Your instructions: Using the material below, work out how many lines contain the word "socket". Reply with the number and nothing more.

Data shown below:

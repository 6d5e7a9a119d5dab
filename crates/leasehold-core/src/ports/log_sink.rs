//! LogSink port - where the processor reports what it did.
//!
//! The processor never formats beyond a human-readable message and, for
//! handler failures, the serialized payload. Every entry carries the
//! component name of the emitter.

use std::fmt;

use serde::{Deserialize, Serialize};

#[derive(Debug, Clone, Copy, PartialEq, Eq, PartialOrd, Ord, Hash, Serialize, Deserialize)]
pub enum LogLevel {
    Debug,
    Info,
    Warn,
    Error,
}

impl fmt::Display for LogLevel {
    fn fmt(&self, f: &mut fmt::Formatter<'_>) -> fmt::Result {
        let s = match self {
            LogLevel::Debug => "debug",
            LogLevel::Info => "info",
            LogLevel::Warn => "warn",
            LogLevel::Error => "error",
        };
        f.write_str(s)
    }
}

/// One log record.
#[derive(Debug, Clone, PartialEq, Eq, Serialize, Deserialize)]
pub struct LogEntry {
    pub level: LogLevel,
    pub component: String,
    pub message: String,
    /// Rendered error chain, when the entry reports a failure.
    pub error: Option<String>,
}

impl LogEntry {
    pub fn new(level: LogLevel, component: impl Into<String>, message: impl Into<String>) -> Self {
        Self {
            level,
            component: component.into(),
            message: message.into(),
            error: None,
        }
    }

    pub fn with_error(mut self, error: &(dyn std::error::Error + 'static)) -> Self {
        self.error = Some(render_error_chain(error));
        self
    }
}

/// `outer: inner: innermost`
fn render_error_chain(error: &(dyn std::error::Error + 'static)) -> String {
    let mut rendered = error.to_string();
    let mut source = error.source();
    while let Some(cause) = source {
        let cause_text = cause.to_string();
        // thiserror wrappers often repeat their source in Display
        if !rendered.ends_with(&cause_text) {
            rendered.push_str(": ");
            rendered.push_str(&cause_text);
        }
        source = cause.source();
    }
    rendered
}

/// Logging capability injected into the processor.
pub trait LogSink: Send + Sync {
    fn record(&self, entry: LogEntry);
}

#[cfg(test)]
mod tests {
    use super::*;
    use crate::domain::HandlerError;

    #[test]
    fn with_error_renders_source_chain() {
        let io = std::io::Error::other("socket closed");
        let err = HandlerError::from_error(io);
        let entry = LogEntry::new(LogLevel::Error, "queue_processor", "failed").with_error(&err);

        // HandlerError repeats its source text, so the chain is not doubled
        assert_eq!(entry.error.as_deref(), Some("socket closed"));
    }

    #[test]
    fn levels_are_ordered_by_severity() {
        assert!(LogLevel::Debug < LogLevel::Info);
        assert!(LogLevel::Warn < LogLevel::Error);
        assert_eq!(LogLevel::Warn.to_string(), "warn");
    }
}
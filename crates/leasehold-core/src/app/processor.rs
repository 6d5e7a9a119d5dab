//! QueueProcessor - the poll loop.
//!
//! One processor handles one message at a time:
//! 1. stop if shutdown was requested
//! 2. receive with the configured visibility window
//! 3. message: run it through the lifecycle coordinator, then loop
//! 4. empty: sleep the idle interval (interruptible), then loop
//!
//! Only a failing receive ends the loop with an error.

use std::marker::PhantomData;
use std::sync::Arc;
use std::time::Duration;

use serde::Serialize;
use thiserror::Error;

use crate::app::builder::ProcessorBuilder;
use crate::app::handler::MessageHandler;
use crate::app::shutdown::ShutdownSignal;
use crate::domain::QueueError;
use crate::observability::ProcessorCounts;
use crate::ports::{LogEntry, LogLevel, LogSink, MessageQueue};

#[derive(Debug, Error)]
pub enum ProcessorError {
    /// The queue could not be polled. Restarting is up to the supervisor.
    #[error("receive failed, processor stopped: {0}")]
    Receive(#[source] QueueError),

    /// A spawned processor task panicked or was aborted (groups only).
    #[error("processor task did not finish: {0}")]
    Join(#[from] tokio::task::JoinError),
}

/// Consumes a queue with lease renewal. Cheap to clone; clones share the
/// queue and the log sink.
pub struct QueueProcessor<T, Q: ?Sized> {
    pub(crate) queue: Arc<Q>,
    pub(crate) visibility_window: Duration,
    pub(crate) idle_interval: Duration,
    pub(crate) component: String,
    pub(crate) log: Arc<dyn LogSink>,
    pub(crate) _marker: PhantomData<fn() -> T>,
}

impl<T, Q: ?Sized> Clone for QueueProcessor<T, Q> {
    fn clone(&self) -> Self {
        Self {
            queue: Arc::clone(&self.queue),
            visibility_window: self.visibility_window,
            idle_interval: self.idle_interval,
            component: self.component.clone(),
            log: Arc::clone(&self.log),
            _marker: PhantomData,
        }
    }
}

impl<T, Q: ?Sized> QueueProcessor<T, Q> {
    pub fn builder(queue: Arc<Q>) -> ProcessorBuilder<T, Q> {
        ProcessorBuilder::new(queue)
    }

    pub fn queue(&self) -> &Arc<Q> {
        &self.queue
    }

    pub fn visibility_window(&self) -> Duration {
        self.visibility_window
    }

    pub fn idle_interval(&self) -> Duration {
        self.idle_interval
    }

    pub fn component(&self) -> &str {
        &self.component
    }

    pub(crate) fn emit(&self, level: LogLevel, message: String) {
        self.log
            .record(LogEntry::new(level, self.component.as_str(), message));
    }

    pub(crate) fn emit_error(&self, message: String, error: &(dyn std::error::Error + 'static)) {
        self.log.record(
            LogEntry::new(LogLevel::Error, self.component.as_str(), message).with_error(error),
        );
    }
}

impl<T, Q> QueueProcessor<T, Q>
where
    T: Serialize + Send + Sync + 'static,
    Q: MessageQueue<T> + ?Sized,
{
    /// Poll until `shutdown` fires or a receive fails.
    ///
    /// A message already handed to the handler always runs to completion;
    /// shutdown only prevents the next receive and cuts idle waits short.
    pub async fn run<H>(
        &self,
        handler: &H,
        mut shutdown: ShutdownSignal,
    ) -> Result<ProcessorCounts, ProcessorError>
    where
        H: MessageHandler<T> + ?Sized,
    {
        let mut counts = ProcessorCounts::default();
        self.emit(
            LogLevel::Info,
            format!(
                "processing started (visibility {:?}, idle {:?})",
                self.visibility_window, self.idle_interval
            ),
        );

        loop {
            if shutdown.is_triggered() {
                break;
            }

            // receive may block inside the transport, so it races shutdown
            let received = tokio::select! {
                biased;
                _ = shutdown.triggered() => break,
                received = self.queue.receive(self.visibility_window) => received,
            };

            let lease = match received {
                Ok(lease) => lease,
                Err(e) => {
                    let err = ProcessorError::Receive(e);
                    self.emit_error("receive failed, processing stopped".to_string(), &err);
                    return Err(err);
                }
            };

            match lease {
                Some(lease) => {
                    let report = self.process_message(handler, lease).await;
                    counts.record(&report);
                }
                None => {
                    counts.empty_polls += 1;
                    tokio::select! {
                        biased;
                        _ = shutdown.triggered() => break,
                        _ = tokio::time::sleep(self.idle_interval) => {}
                    }
                }
            }
        }

        self.emit(
            LogLevel::Info,
            format!(
                "processing stopped: {} completed, {} failed",
                counts.completed, counts.failed
            ),
        );
        Ok(counts)
    }
}
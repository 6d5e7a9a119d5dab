//! MessageQueue port - the at-least-once queue the processor consumes.

use std::time::Duration;

use async_trait::async_trait;

use crate::domain::{LeaseHandle, QueueError};

/// Queue port (interface).
///
/// # Contract
/// - `receive` returns `Ok(None)` when nothing is visible; that is not an error.
/// - A received message stays invisible to other receivers until its
///   visibility window elapses or it is deleted.
/// - `delete` and `renew` fail with `QueueError::LeaseInvalid` when the lease
///   is no longer live.
/// - Serialization of `T` is the queue's job; callers only see typed values.
/// - Implementations are shared between concurrent processors, and `receive`
///   must be cancel-safe: dropping its future before it resolves must not
///   hand out a lease nobody holds.
#[async_trait]
pub trait MessageQueue<T>: Send + Sync
where
    T: Send + Sync + 'static,
{
    /// Lease one message for `visibility`, or `None` if the queue is empty.
    async fn receive(&self, visibility: Duration) -> Result<Option<LeaseHandle<T>>, QueueError>;

    /// Append a message.
    async fn enqueue(&self, message: T) -> Result<(), QueueError>;

    /// Remove a message for good. Only valid while the lease is live.
    async fn delete(&self, lease: &LeaseHandle<T>) -> Result<(), QueueError>;

    /// Push the lease deadline out to `now + visibility`.
    async fn renew(&self, lease: &LeaseHandle<T>, visibility: Duration) -> Result<(), QueueError>;
}
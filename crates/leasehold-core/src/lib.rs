//! leasehold-core
//!
//! Lease-based message processing on top of an at-least-once queue.
//!
//! # Modules
//! - **domain**: lease handles, ids, attempt state, errors
//! - **ports**: `MessageQueue` and `LogSink` traits
//! - **app**: poll loop, lifecycle coordinator, renewal guard, builder, group
//! - **impls**: in-memory queue and log sinks
//! - **config**: processor configuration (file + environment)
//! - **observability**: queue and processor counters
//!
//! A message is deleted only after its handler succeeds. While the handler
//! runs, its lease is renewed every half window. Failed messages are left to
//! reappear when the lease expires.

pub mod app;
pub mod config;
pub mod domain;
pub mod impls;
pub mod observability;
pub mod ports;

#[cfg(test)]
mod testing;

pub use app::{
    MessageHandler, ProcessorBuilder, ProcessorError, ProcessorGroup, QueueProcessor,
    ShutdownSignal, ShutdownTrigger, handler_fn, shutdown,
};
pub use config::ProcessorConfig;
pub use domain::{HandlerError, LeaseHandle, QueueError};
pub use ports::{LogSink, MessageQueue};
use async_trait::async_trait;
use serde::{Deserialize, Serialize};
use std::path::PathBuf;
use std::sync::Arc;
use std::sync::OnceLock;
use std::sync::atomic::{AtomicU32, Ordering};
use tokio::time::{Duration, sleep};
use tracing::info;
use tracing_subscriber::EnvFilter;

use leasehold_core::impls::{InMemoryQueue, TracingLogSink};
use leasehold_core::{HandlerError, MessageHandler, MessageQueue, ProcessorConfig, QueueProcessor, shutdown};

#[derive(Debug, Serialize, Deserialize)]
struct Greeting {
    name: String,
}

/// Fails the first `remaining_failures` greetings, then succeeds.
struct GreetingHandler {
    remaining_failures: AtomicU32,
}

impl GreetingHandler {
    fn new(n: u32) -> Self {
        Self {
            remaining_failures: AtomicU32::new(n),
        }
    }
}

#[async_trait]
impl MessageHandler<Greeting> for GreetingHandler {
    async fn handle(&self, greeting: &Greeting) -> Result<(), HandlerError> {
        let left = self.remaining_failures.load(Ordering::Relaxed);
        if left > 0 {
            self.remaining_failures.fetch_sub(1, Ordering::Relaxed);
            return Err(format!("intentional failure (left={left})").into());
        }

        println!("Hello, {}!", greeting.name);
        Ok(())
    }
}

static TRACING: OnceLock<()> = OnceLock::new();

fn init_tracing() {
    TRACING.get_or_init(|| {
        let filter = EnvFilter::try_from_default_env().unwrap_or_else(|_| EnvFilter::new("info"));
        let _ = tracing_subscriber::fmt()
            .with_env_filter(filter)
            .with_target(false)
            .try_init();
    });
}

/// First CLI argument, else `LEASEHOLD_CONFIG`, else defaults + environment.
fn config_path() -> Option<PathBuf> {
    std::env::args_os()
        .nth(1)
        .or_else(|| std::env::var_os("LEASEHOLD_CONFIG"))
        .map(PathBuf::from)
}

#[tokio::main]
async fn main() -> Result<(), Box<dyn std::error::Error>> {
    init_tracing();

    let path = config_path();
    let mut config = ProcessorConfig::load(path.as_deref())?;
    if path.is_none() && std::env::var_os("LEASEHOLD_VISIBILITY_TIMEOUT_SECS").is_none() {
        // keep the demo short: failed greetings come back after 2s
        config.visibility_timeout_secs = 2;
    }
    info!(component = %config.component, "starting demo processor");

    let queue = Arc::new(InMemoryQueue::<Greeting>::named(config.queue_name.as_str()));
    for name in ["leasehold", "tokio", "ferris"] {
        queue.enqueue(Greeting { name: name.to_string() }).await?;
    }
    info!(queue = queue.name(), messages = queue.len().await, "enqueued greetings");

    let processor = QueueProcessor::<Greeting, _>::builder(Arc::clone(&queue))
        .config(config)
        .log_sink(Arc::new(TracingLogSink::new()))
        .build()?;
    let handler = GreetingHandler::new(1);
    let (trigger, signal) = shutdown::channel();

    // stop on Ctrl-C, or once every greeting has been deleted
    let watcher = async {
        tokio::select! {
            _ = tokio::signal::ctrl_c() => info!("interrupted, shutting down"),
            _ = async {
                while !queue.is_empty().await {
                    sleep(Duration::from_millis(100)).await;
                }
            } => info!("queue drained, shutting down"),
        }
        trigger.trigger();
    };

    let (counts, _) = tokio::join!(processor.run(&handler, signal), watcher);
    let counts = counts?;

    println!(
        "completed={} failed={} renewals={} empty_polls={}",
        counts.completed, counts.failed, counts.renewals, counts.empty_polls
    );
    Ok(())
}
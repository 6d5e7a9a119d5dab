//! ProcessorBuilder - wiring and start-up validation.
//!
//! Configuration problems surface from `build()`, before any message is
//! received.

use std::marker::PhantomData;
use std::sync::Arc;

use crate::app::processor::QueueProcessor;
use crate::config::{ConfigError, ProcessorConfig};
use crate::impls::TracingLogSink;
use crate::ports::LogSink;

/// ```ignore
/// let processor = QueueProcessor::builder(Arc::new(queue))
///     .config(ProcessorConfig::load(None)?)
///     .build()?;
/// ```
pub struct ProcessorBuilder<T, Q: ?Sized> {
    queue: Arc<Q>,
    config: ProcessorConfig,
    log: Option<Arc<dyn LogSink>>,
    _marker: PhantomData<fn() -> T>,
}

#[derive(Debug, thiserror::Error)]
pub enum BuildError {
    #[error("invalid processor configuration: {0}")]
    InvalidConfig(#[from] ConfigError),
}

impl<T, Q: ?Sized> ProcessorBuilder<T, Q> {
    pub fn new(queue: Arc<Q>) -> Self {
        Self {
            queue,
            config: ProcessorConfig::default(),
            log: None,
            _marker: PhantomData,
        }
    }

    pub fn config(mut self, config: ProcessorConfig) -> Self {
        self.config = config;
        self
    }

    /// Defaults to [`TracingLogSink`].
    pub fn log_sink(mut self, log: Arc<dyn LogSink>) -> Self {
        self.log = Some(log);
        self
    }

    pub fn build(self) -> Result<QueueProcessor<T, Q>, BuildError> {
        self.config.validate()?;

        let log = self.log.unwrap_or_else(|| Arc::new(TracingLogSink::new()));
        Ok(QueueProcessor {
            queue: self.queue,
            visibility_window: self.config.visibility_window(),
            idle_interval: self.config.idle_interval(),
            component: self.config.component,
            log,
            _marker: PhantomData,
        })
    }
}
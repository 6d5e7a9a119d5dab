//! Lease renewal guard.
//!
//! Runs next to the handler and keeps the message invisible to other
//! receivers for as long as the handler is busy. It wakes every half window
//! (rounded to whole seconds) and renews for a full window, which leaves a
//! whole window of slack if one renewal round-trip is slow.

use std::time::Duration;

use crate::app::shutdown::ShutdownSignal;
use crate::domain::LeaseHandle;
use crate::ports::{LogEntry, LogLevel, LogSink, MessageQueue};

/// Wait between renewals: half the window, rounded half to even on whole
/// seconds (3s -> 2s, 5s -> 2s). Always strictly shorter than the window;
/// when rounding would give zero or the whole window, the interval is
/// exactly half.
pub fn renewal_interval(window: Duration) -> Duration {
    let half_secs = (window.as_secs_f64() / 2.0).round_ties_even();
    let rounded = Duration::from_secs_f64(half_secs);
    if rounded.is_zero() || rounded >= window {
        window / 2
    } else {
        rounded
    }
}

#[derive(Debug, Clone, Copy, Default, PartialEq, Eq)]
pub struct RenewalSummary {
    /// Renewals the queue accepted.
    pub renewals: u32,
    /// The queue reported the lease gone; renewal stopped early.
    pub lease_lost: bool,
}

/// Keeps one lease alive until told to stop.
///
/// Borrows the lease for the duration of one processing attempt; the
/// coordinator joins it before touching the lease again.
pub struct RenewalGuard<'a, T, Q: ?Sized> {
    queue: &'a Q,
    lease: &'a LeaseHandle<T>,
    window: Duration,
    log: &'a dyn LogSink,
    component: &'a str,
}

impl<'a, T, Q> RenewalGuard<'a, T, Q>
where
    T: Send + Sync + 'static,
    Q: MessageQueue<T> + ?Sized,
{
    pub fn new(
        queue: &'a Q,
        lease: &'a LeaseHandle<T>,
        window: Duration,
        log: &'a dyn LogSink,
        component: &'a str,
    ) -> Self {
        Self {
            queue,
            lease,
            window,
            log,
            component,
        }
    }

    /// Renew on every interval until `stop` fires.
    ///
    /// Never issues a renewal once `stop` has fired, even if the interval
    /// elapsed at the same moment. Failures never reach the handler:
    /// `LeaseInvalid` ends the guard, transport errors are retried on the
    /// next interval.
    pub async fn run(self, mut stop: ShutdownSignal) -> RenewalSummary {
        let interval = renewal_interval(self.window);
        let mut summary = RenewalSummary::default();

        loop {
            tokio::select! {
                _ = stop.triggered() => break,
                _ = tokio::time::sleep(interval) => {}
            }

            // both may have become ready together
            if stop.is_triggered() {
                break;
            }

            match self.queue.renew(self.lease, self.window).await {
                Ok(()) => {
                    summary.renewals += 1;
                    self.log.record(LogEntry::new(
                        LogLevel::Debug,
                        self.component,
                        format!(
                            "renewed lease on {} for {:?}",
                            self.lease.message_id(),
                            self.window
                        ),
                    ));
                }
                Err(e) if e.is_lease_invalid() => {
                    summary.lease_lost = true;
                    self.log.record(
                        LogEntry::new(
                            LogLevel::Warn,
                            self.component,
                            format!(
                                "lease on {} was lost; no further renewals for this attempt",
                                self.lease.message_id()
                            ),
                        )
                        .with_error(&e),
                    );
                    break;
                }
                Err(e) => {
                    self.log.record(
                        LogEntry::new(
                            LogLevel::Warn,
                            self.component,
                            format!(
                                "renewing lease on {} failed; retrying in {:?}",
                                self.lease.message_id(),
                                interval
                            ),
                        )
                        .with_error(&e),
                    );
                }
            }
        }

        summary
    }
}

End of Data shown.

Result of the exercise: 2